(Collected data entries)
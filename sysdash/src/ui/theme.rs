//! Shared UI theme constants.

use ratatui::style::Color;

// Slate background the charts and tooltips sit on
pub const BG: Color = Color::Rgb(15, 23, 42);
pub const TITLE_FG: Color = Color::Rgb(248, 250, 252);
pub const TEXT_FG: Color = Color::Rgb(203, 213, 225);
pub const TICK_FG: Color = Color::Rgb(100, 116, 139);

pub const CPU_LINE: Color = Color::Rgb(56, 189, 248);
pub const MEM_LINE: Color = Color::Rgb(168, 85, 247);

// Window chrome
pub const BORDER: Color = Color::Rgb(71, 85, 105);
pub const BORDER_ACTIVE: Color = Color::Rgb(56, 189, 248);
pub const DOCK_FG: Color = Color::Rgb(148, 163, 184);

/// Linear blend of `fg` over `bg`; non-RGB colors are returned unchanged.
pub fn blend(fg: Color, bg: Color, alpha: f32) -> Color {
    match (fg, bg) {
        (Color::Rgb(fr, fg_, fb), Color::Rgb(br, bg_, bb)) => {
            let mix = |f: u8, b: u8| -> u8 {
                (f as f32 * alpha + b as f32 * (1.0 - alpha)).round().clamp(0.0, 255.0) as u8
            };
            Color::Rgb(mix(fr, br), mix(fg_, bg_), mix(fb, bb))
        }
        _ => fg,
    }
}

#[cfg(test)]
mod tests {
    use super::*;

    #[test]
    fn blend_halfway() {
        assert_eq!(
            blend(Color::Rgb(200, 100, 0), Color::Rgb(0, 0, 0), 0.5),
            Color::Rgb(100, 50, 0)
        );
        assert_eq!(blend(Color::Red, BG, 0.5), Color::Red);
    }
}
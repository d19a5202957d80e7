//! App state and main loop: input handling, applying polled metrics, and drawing.

use std::{io, time::Duration};

use chrono::{DateTime, Local};
use crossterm::{
    event::{self, DisableMouseCapture, EnableMouseCapture, Event},
    execute,
    terminal::{disable_raw_mode, enable_raw_mode, EnterAlternateScreen, LeaveAlternateScreen},
};
use ratatui::{
    backend::CrosstermBackend,
    layout::{Constraint, Direction, Layout},
    Terminal,
};
use tokio::sync::mpsc::{unbounded_channel, UnboundedReceiver};
use tokio::time::sleep;
use tracing::{debug, info, warn};

use crate::dashboard::Dashboard;
use crate::http::MetricsClient;
use crate::input::{
    command_for_key, command_for_mouse, Command, CPU_WINDOW, DISK_WINDOW, IO_WINDOW, MEMORY_WINDOW,
};
use crate::poller::{spawn_poller, PollUpdate, SequenceGate};
use crate::ui::{
    chrome::draw_window_frame, cpu::draw_cpu, disks::draw_disks, header::draw_header, io::draw_io,
    mem::draw_mem,
};
use crate::window::WindowManager;

// UI loop sleep between input/redraw passes
const TICK: Duration = Duration::from_millis(50);

pub struct App {
    dashboard: Dashboard,
    windows: WindowManager,
    gate: SequenceGate,

    endpoint: String,
    last_update: Option<DateTime<Local>>,

    // Quit flag
    should_quit: bool,
    // Something other than the charts changed (input, resize, header)
    dirty: bool,
}

impl App {
    pub fn new(endpoint: impl Into<String>) -> Self {
        let mut windows = WindowManager::new();
        windows.add(CPU_WINDOW, "CPU");
        windows.add(MEMORY_WINDOW, "Memory");
        windows.add(IO_WINDOW, "Disk IO");
        windows.add(DISK_WINDOW, "Disk Usage");
        Self {
            dashboard: Dashboard::new(),
            windows,
            gate: SequenceGate::new(),
            endpoint: endpoint.into(),
            last_update: None,
            should_quit: false,
            dirty: true,
        }
    }

    pub fn dashboard(&self) -> &Dashboard {
        &self.dashboard
    }

    pub fn windows(&self) -> &WindowManager {
        &self.windows
    }

    pub fn should_quit(&self) -> bool {
        self.should_quit
    }

    pub async fn run(&mut self, client: MetricsClient, interval: Duration) -> anyhow::Result<()> {
        let (tx, mut rx) = unbounded_channel();
        info!(endpoint = %client.endpoint(), ?interval, "starting poller");
        let poller = spawn_poller(client, interval, tx);

        // Terminal setup
        enable_raw_mode()?;
        let mut terminal = match setup_or_restore(setup_terminal, restore_terminal) {
            Ok(terminal) => terminal,
            Err(e) => {
                poller.abort();
                return Err(e);
            }
        };

        // Main loop
        let res = self.event_loop(&mut terminal, &mut rx).await;
        poller.abort();

        // Teardown
        disable_raw_mode()?;
        let backend = terminal.backend_mut();
        execute!(backend, DisableMouseCapture, LeaveAlternateScreen)?;
        terminal.show_cursor()?;

        res
    }

    async fn event_loop<B: ratatui::backend::Backend>(
        &mut self,
        terminal: &mut Terminal<B>,
        rx: &mut UnboundedReceiver<PollUpdate>,
    ) -> anyhow::Result<()> {
        loop {
            // Input (non-blocking)
            while event::poll(Duration::from_millis(10))? {
                let ev = event::read()?;
                self.handle_event(ev);
            }
            if self.should_quit {
                break;
            }

            // Apply whatever the poller delivered since the last pass
            while let Ok(update) = rx.try_recv() {
                self.apply_update(update);
            }

            // Draw
            if self.take_redraw() {
                terminal.draw(|f| self.draw(f))?;
            }

            sleep(TICK).await;
        }

        Ok(())
    }

    pub fn handle_event(&mut self, ev: Event) {
        let cmd = match ev {
            Event::Key(k) => command_for_key(k, self.windows.active()),
            Event::Mouse(m) => command_for_mouse(&self.windows, m),
            Event::Resize(_, _) => {
                self.dirty = true;
                None
            }
            _ => None,
        };
        match cmd {
            Some(Command::Quit) => self.should_quit = true,
            Some(Command::Window(wc)) => {
                debug!(?wc, "window command");
                self.windows.dispatch(&wc);
                self.dirty = true;
            }
            None => {}
        }
    }

    /// Apply a polled snapshot unless a newer one was already applied.
    pub fn apply_update(&mut self, update: PollUpdate) -> bool {
        if !self.gate.admit(update.seq) {
            return false;
        }
        self.dashboard.apply(&update.snapshot);
        self.last_update = Some(Local::now());
        true
    }

    fn take_redraw(&mut self) -> bool {
        let charts = self.dashboard.take_redraw_request();
        std::mem::take(&mut self.dirty) || charts
    }

    pub fn draw(&mut self, f: &mut ratatui::Frame<'_>) {
        let area = f.area();

        // Root rows: header, desktop (windows + dock)
        let rows = Layout::default()
            .direction(Direction::Vertical)
            .constraints([Constraint::Length(1), Constraint::Min(0)])
            .split(area);

        draw_header(f, rows[0], &self.endpoint, self.last_update.as_ref());
        self.windows.set_desktop(rows[1]);

        // Lowest z first so raised windows cover the rest
        for w in self.windows.draw_order() {
            let Some(frame) = self.windows.frame(w.id()) else {
                continue;
            };
            let inner = draw_window_frame(f, frame, w, self.windows.is_active(w.id()));
            if inner.width == 0 || inner.height == 0 {
                continue;
            }
            match w.id() {
                CPU_WINDOW => draw_cpu(f, inner, &self.dashboard),
                MEMORY_WINDOW => draw_mem(f, inner, &self.dashboard),
                IO_WINDOW => draw_io(f, inner, &self.dashboard),
                DISK_WINDOW => draw_disks(f, inner, self.dashboard.disks()),
                _ => {}
            }
        }
    }
}

fn setup_terminal() -> anyhow::Result<Terminal<CrosstermBackend<io::Stdout>>> {
    let mut stdout = io::stdout();
    execute!(stdout, EnterAlternateScreen, EnableMouseCapture)?;
    let mut terminal = Terminal::new(CrosstermBackend::new(stdout))?;
    terminal.clear()?;
    Ok(terminal)
}

fn restore_terminal() -> io::Result<()> {
    let mut stdout = io::stdout();
    let _ = execute!(stdout, DisableMouseCapture, LeaveAlternateScreen);
    disable_raw_mode()
}

/// Run `setup`; if it fails, undo whatever raw-mode state was already entered
/// before handing the error back.
fn setup_or_restore<T>(
    setup: impl FnOnce() -> anyhow::Result<T>,
    restore: impl FnOnce() -> io::Result<()>,
) -> anyhow::Result<T> {
    setup().map_err(|e| {
        if let Err(re) = restore() {
            warn!("restoring terminal after failed setup: {re}");
        }
        e
    })
}

#[cfg(test)]
mod tests {
    use super::*;
    use std::cell::Cell;

    #[test]
    fn failed_setup_restores_terminal() {
        let restored = Cell::new(false);
        let res: anyhow::Result<()> = setup_or_restore(
            || Err(anyhow::anyhow!("no tty")),
            || {
                restored.set(true);
                Ok(())
            },
        );
        assert_eq!(res.unwrap_err().to_string(), "no tty");
        assert!(restored.get());
    }

    #[test]
    fn successful_setup_leaves_terminal_alone() {
        let restored = Cell::new(false);
        let res = setup_or_restore(
            || Ok(7),
            || {
                restored.set(true);
                Ok(())
            },
        );
        assert_eq!(res.unwrap(), 7);
        assert!(!restored.get());
    }
}
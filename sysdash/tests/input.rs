//! Key and mouse mapping into commands, and their effect on the app.
use crossterm::event::{
    Event, KeyCode, KeyEvent, KeyModifiers, MouseButton, MouseEvent, MouseEventKind,
};
use ratatui::layout::Rect;
use sysdash::app::App;
use sysdash::input::{command_for_key, command_for_mouse, Command};
use sysdash::window::{DisplayMode, WindowCommand, WindowManager, WindowTarget};

fn key(c: KeyCode) -> KeyEvent {
    KeyEvent::new(c, KeyModifiers::NONE)
}

fn press(column: u16, row: u16) -> MouseEvent {
    MouseEvent {
        kind: MouseEventKind::Down(MouseButton::Left),
        column,
        row,
        modifiers: KeyModifiers::NONE,
    }
}

fn manager() -> WindowManager {
    let mut wm = WindowManager::new();
    wm.add("cpu", "CPU");
    wm.add("memory", "Memory");
    wm.set_desktop(Rect::new(0, 1, 80, 25));
    wm
}

#[test]
fn quit_keys() {
    for c in [KeyCode::Char('q'), KeyCode::Char('Q'), KeyCode::Esc] {
        assert_eq!(command_for_key(key(c), None), Some(Command::Quit));
    }
}

#[test]
fn window_keys_target_the_active_window() {
    assert_eq!(command_for_key(key(KeyCode::Char('m')), None), None);
    assert_eq!(
        command_for_key(key(KeyCode::Char('m')), Some("cpu")),
        Some(Command::Window(WindowCommand::ToggleMaximize(WindowTarget::Id("cpu".into()))))
    );
    assert_eq!(
        command_for_key(key(KeyCode::Char('n')), Some("io")),
        Some(Command::Window(WindowCommand::ToggleMinimize(WindowTarget::Id("io".into()))))
    );
    assert_eq!(
        command_for_key(key(KeyCode::Char('x')), Some("disk")),
        Some(Command::Window(WindowCommand::Close(WindowTarget::Id("disk".into()))))
    );
    assert_eq!(
        command_for_key(key(KeyCode::Tab), None),
        Some(Command::Window(WindowCommand::CycleFocus))
    );
}

#[test]
fn number_keys_show_windows() {
    assert_eq!(
        command_for_key(key(KeyCode::Char('1')), None),
        Some(Command::Window(WindowCommand::Show("cpu".into())))
    );
    assert_eq!(
        command_for_key(key(KeyCode::Char('4')), None),
        Some(Command::Window(WindowCommand::Show("disk".into())))
    );
    assert_eq!(command_for_key(key(KeyCode::Char('5')), None), None);
}

#[test]
fn press_inside_content_focuses() {
    let wm = manager();
    assert_eq!(
        command_for_mouse(&wm, press(10, 5)),
        Some(Command::Window(WindowCommand::Focus(WindowTarget::At { column: 10, row: 5 })))
    );
}

#[test]
fn press_on_controls_toggles() {
    let wm = manager();
    // cpu frame is (0,1,40,12); controls start at 40 - 10 = 30
    assert!(matches!(
        command_for_mouse(&wm, press(30, 1)),
        Some(Command::Window(WindowCommand::ToggleMinimize(_)))
    ));
    assert!(matches!(
        command_for_mouse(&wm, press(33, 1)),
        Some(Command::Window(WindowCommand::ToggleMaximize(_)))
    ));
    assert!(matches!(
        command_for_mouse(&wm, press(36, 1)),
        Some(Command::Window(WindowCommand::Close(_)))
    ));
}

#[test]
fn press_outside_windows_and_other_buttons_ignored() {
    let wm = manager();
    assert_eq!(command_for_mouse(&wm, press(10, 0)), None);
    let right = MouseEvent {
        kind: MouseEventKind::Down(MouseButton::Right),
        ..press(10, 5)
    };
    assert_eq!(command_for_mouse(&wm, right), None);
}

#[test]
fn app_routes_events_to_the_window_manager() {
    let mut app = App::new("http://127.0.0.1:5000/api/metrics");
    app.handle_event(Event::Key(key(KeyCode::Char('2'))));
    assert_eq!(app.windows().active(), Some("memory"));
    app.handle_event(Event::Key(key(KeyCode::Char('m'))));
    assert_eq!(app.windows().get("memory").unwrap().mode(), DisplayMode::Maximized);
    app.handle_event(Event::Key(key(KeyCode::Char('n'))));
    assert_eq!(app.windows().get("memory").unwrap().mode(), DisplayMode::Minimized);
    assert!(!app.should_quit());
    app.handle_event(Event::Key(key(KeyCode::Char('q'))));
    assert!(app.should_quit());
}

**Work task**
Starting with the line that contains "let mut app", restate every line up to and including the last one above, exactly.

**Written reply**
    let mut app = App::new("http://127.0.0.1:5000/api/metrics");
    app.handle_event(Event::Key(key(KeyCode::Char('2'))));
    assert_eq!(app.windows().active(), Some("memory"));
    app.handle_event(Event::Key(key(KeyCode::Char('m'))));
    assert_eq!(app.windows().get("memory").unwrap().mode(), DisplayMode::Maximized);
    app.handle_event(Event::Key(key(KeyCode::Char('n'))));
    assert_eq!(app.windows().get("memory").unwrap().mode(), DisplayMode::Minimized);
    assert!(!app.should_quit());
    app.handle_event(Event::Key(key(KeyCode::Char('q'))));
    assert!(app.should_quit());
}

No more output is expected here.